Ironman Lake Placid , New York Race Report – July 20, 2008 - by David Piper


If you are fortunate enough to do an Ironman distance race and even more fortunate to finish, once you cross the finish line and hear those famous words coming out of Mike Reilly’s mouth stating “You are an Ironman.”, you now know you are part of a club.  A unique club.  The Ironman Club.  One statistic I found on the internet is:  There are 6,446,131,400 people in the world, and only approximately 50,000 of those people have completed an Ironman.  That is only 0.000775% of the population.  Yes, now I can say that I am part of that fantastic statistic.



SWIM (2.4 miles): 1:19:01

Transition One:  9:12

BIKE (112 miles):  6:26:02

Transition Two:  5:57

RUN (26.2 miles):  4:23:18

TOTAL TIME:  12:23:28

RANKINGS:  Overall: 914 out of 2345 finishers

                        My Age Group (35-39): 189 out of 387




My Ironman training plan officially started back in December 2007, a 33 week Ironman distance training plan.  Due to various races, minor injuries, laziness, moving from Los Angeles to Santa Barbara and life in general, my plan wasn’t always followed.  In my mind, the little voices kept telling me “David, don’t forget about your plan.”.  The days and months slowly ticked away as my various triathlon races and training continued.  It wasn’t until my May 18th Auburn Half Ironman bike crash that my training took a serious detour for a little while.  After the bike crash and up until the Lake Placid Ironman, the injury to my shoulder allowed me literally two times to go swimming.  I was very nervous about such limited swimming, but I think complete rest ended up being best for my shoulder.

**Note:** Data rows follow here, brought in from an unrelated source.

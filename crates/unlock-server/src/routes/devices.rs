use axum::extract::{Path, State};
use axum::http::StatusCode;
use axum::Json;
use serde::Deserialize;
use unlock_core::device::{CatalogDevice, RegisteredDevice};

use crate::error::AppError;
use crate::state::AppState;

// ---------------------------------------------------------------------------
// Catalog
// ---------------------------------------------------------------------------

/// GET /api/devices
pub async fn list_catalog(
    State(app): State<AppState>,
) -> Result<Json<Vec<CatalogDevice>>, AppError> {
    let root = app.root.clone();
    let devices = tokio::task::spawn_blocking(move || CatalogDevice::list(&root))
        .await
        .map_err(|e| AppError(anyhow::anyhow!("task join error: {e}")))??;
    Ok(Json(devices))
}

#[derive(Deserialize)]
pub struct CreateCatalogBody {
    pub slug: String,
    pub brand: String,
    pub model: String,
    pub credit_cost: u32,
}

/// POST /api/devices — admin catalog entry.
pub async fn create_catalog_entry(
    State(app): State<AppState>,
    Json(body): Json<CreateCatalogBody>,
) -> Result<(StatusCode, Json<CatalogDevice>), AppError> {
    let root = app.root.clone();
    let device = tokio::task::spawn_blocking(move || {
        CatalogDevice::create(&root, body.slug, body.brand, body.model, body.credit_cost)
    })
    .await
    .map_err(|e| AppError(anyhow::anyhow!("task join error: {e}")))??;
    Ok((StatusCode::CREATED, Json(device)))
}

// ---------------------------------------------------------------------------
// Registration
// ---------------------------------------------------------------------------

#[derive(Deserialize)]
pub struct RegisterBody {
    pub identifier: String,
    pub user_id: String,
    pub catalog_slug: String,
}

/// POST /api/register — validate the identifier, deduct the catalog price,
/// persist the registration. This is the only credit-deduction point; runs
/// on the registered device are free afterwards.
pub async fn register_device(
    State(app): State<AppState>,
    Json(body): Json<RegisterBody>,
) -> Result<(StatusCode, Json<RegisteredDevice>), AppError> {
    let root = app.root.clone();
    let device = tokio::task::spawn_blocking(move || {
        RegisteredDevice::register(&root, body.identifier, &body.user_id, &body.catalog_slug)
    })
    .await
    .map_err(|e| AppError(anyhow::anyhow!("task join error: {e}")))??;
    Ok((StatusCode::CREATED, Json(device)))
}

/// GET /api/registered
pub async fn list_registered(
    State(app): State<AppState>,
) -> Result<Json<Vec<RegisteredDevice>>, AppError> {
    let root = app.root.clone();
    let devices = tokio::task::spawn_blocking(move || RegisteredDevice::list(&root))
        .await
        .map_err(|e| AppError(anyhow::anyhow!("task join error: {e}")))??;
    Ok(Json(devices))
}

/// GET /api/registered/{identifier}
pub async fn get_registered(
    State(app): State<AppState>,
    Path(identifier): Path<String>,
) -> Result<Json<RegisteredDevice>, AppError> {
    let root = app.root.clone();
    let device = tokio::task::spawn_blocking(move || RegisteredDevice::load(&root, &identifier))
        .await
        .map_err(|e| AppError(anyhow::anyhow!("task join error: {e}")))??;
    Ok(Json(device))
}

#[cfg(test)]
mod tests {
    use super::*;
    use unlock_core::user::UserAccount;

    const IMEI: &str = "356938035643809";

    fn app(dir: &tempfile::TempDir) -> AppState {
        AppState::new(dir.path().to_path_buf())
    }

    fn seed(dir: &tempfile::TempDir) {
        CatalogDevice::create(dir.path(), "galaxy-s23", "Samsung", "Galaxy S23", 3).unwrap();
        let mut user = UserAccount::create(dir.path(), "alice", "a@example.com").unwrap();
        user.grant_credits(10);
        user.save(dir.path()).unwrap();
    }

    #[tokio::test]
    async fn register_and_fetch() {
        let dir = tempfile::TempDir::new().unwrap();
        seed(&dir);

        let (status, Json(device)) = register_device(
            State(app(&dir)),
            Json(RegisterBody {
                identifier: IMEI.into(),
                user_id: "alice".into(),
                catalog_slug: "galaxy-s23".into(),
            }),
        )
        .await
        .unwrap();
        assert_eq!(status, StatusCode::CREATED);
        assert_eq!(device.credits_spent, 3);

        let Json(loaded) = get_registered(State(app(&dir)), Path(IMEI.into()))
            .await
            .unwrap();
        assert_eq!(loaded.model, "Galaxy S23");

        let Json(all) = list_registered(State(app(&dir))).await.unwrap();
        assert_eq!(all.len(), 1);
    }

    #[tokio::test]
    async fn register_bad_identifier_errors() {
        let dir = tempfile::TempDir::new().unwrap();
        seed(&dir);

        let result = register_device(
            State(app(&dir)),
            Json(RegisterBody {
                identifier: "bad id".into(),
                user_id: "alice".into(),
                catalog_slug: "galaxy-s23".into(),
            }),
        )
        .await;
        assert!(result.is_err());
    }
}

Several days prior to leaving for New York , I dropped off my bike for Tri Bike Transport.  Excellent convenience, excellent service and most importantly ease of mind.  It was slightly more than the airlines, but well worth it.  No hassles of carrying my bike myself or of the airlines opening up the case and damaging my bike.  After the race, you can drop off the bike and fuggedaboutit.  It’s that simple.  I would highly recommend using them as I will for any future races.  A day before leaving, Jose and I dropped off the dogs at our friend Joe’s house in Palm Springs .  We headed to the Los Angeles airport for a pretty uneventful, redeye direct flight to JFK in New York .


After arriving in New York four days prior to the race, we rented a car and started on the six hour drive North to Lake Placid .  We checked into the Crowne Plaza Resort and then met up with Allen, one of three other friends from Pasadena , CA that decided to race as well.  This was Allen’s and I first Ironman.  Allen was staying in the same hotel so it was very simple to hook up with him for everything.  The next several days consisted of Jose being the best support staff anyone could ask for as well as Allen, Roberto and Luis (other two Pasadena friends) driving and riding the course, a little running, some swimming as well as walking up and down this nasty grade hill to our hotel.  We did our registration and packet pickup, expo shopping and even a little local sight seeing.  I loved staying in a hotel that was right in the middle of everything.  The hotel was less than a quarter of a mile from everything.  I loved the excitement and energy of being amongst it all.  Some people don’t like the excitement and want peace and quiet before a race, but I definitely thrived on it.  We even managed to go see the movie Batman on the day it opened.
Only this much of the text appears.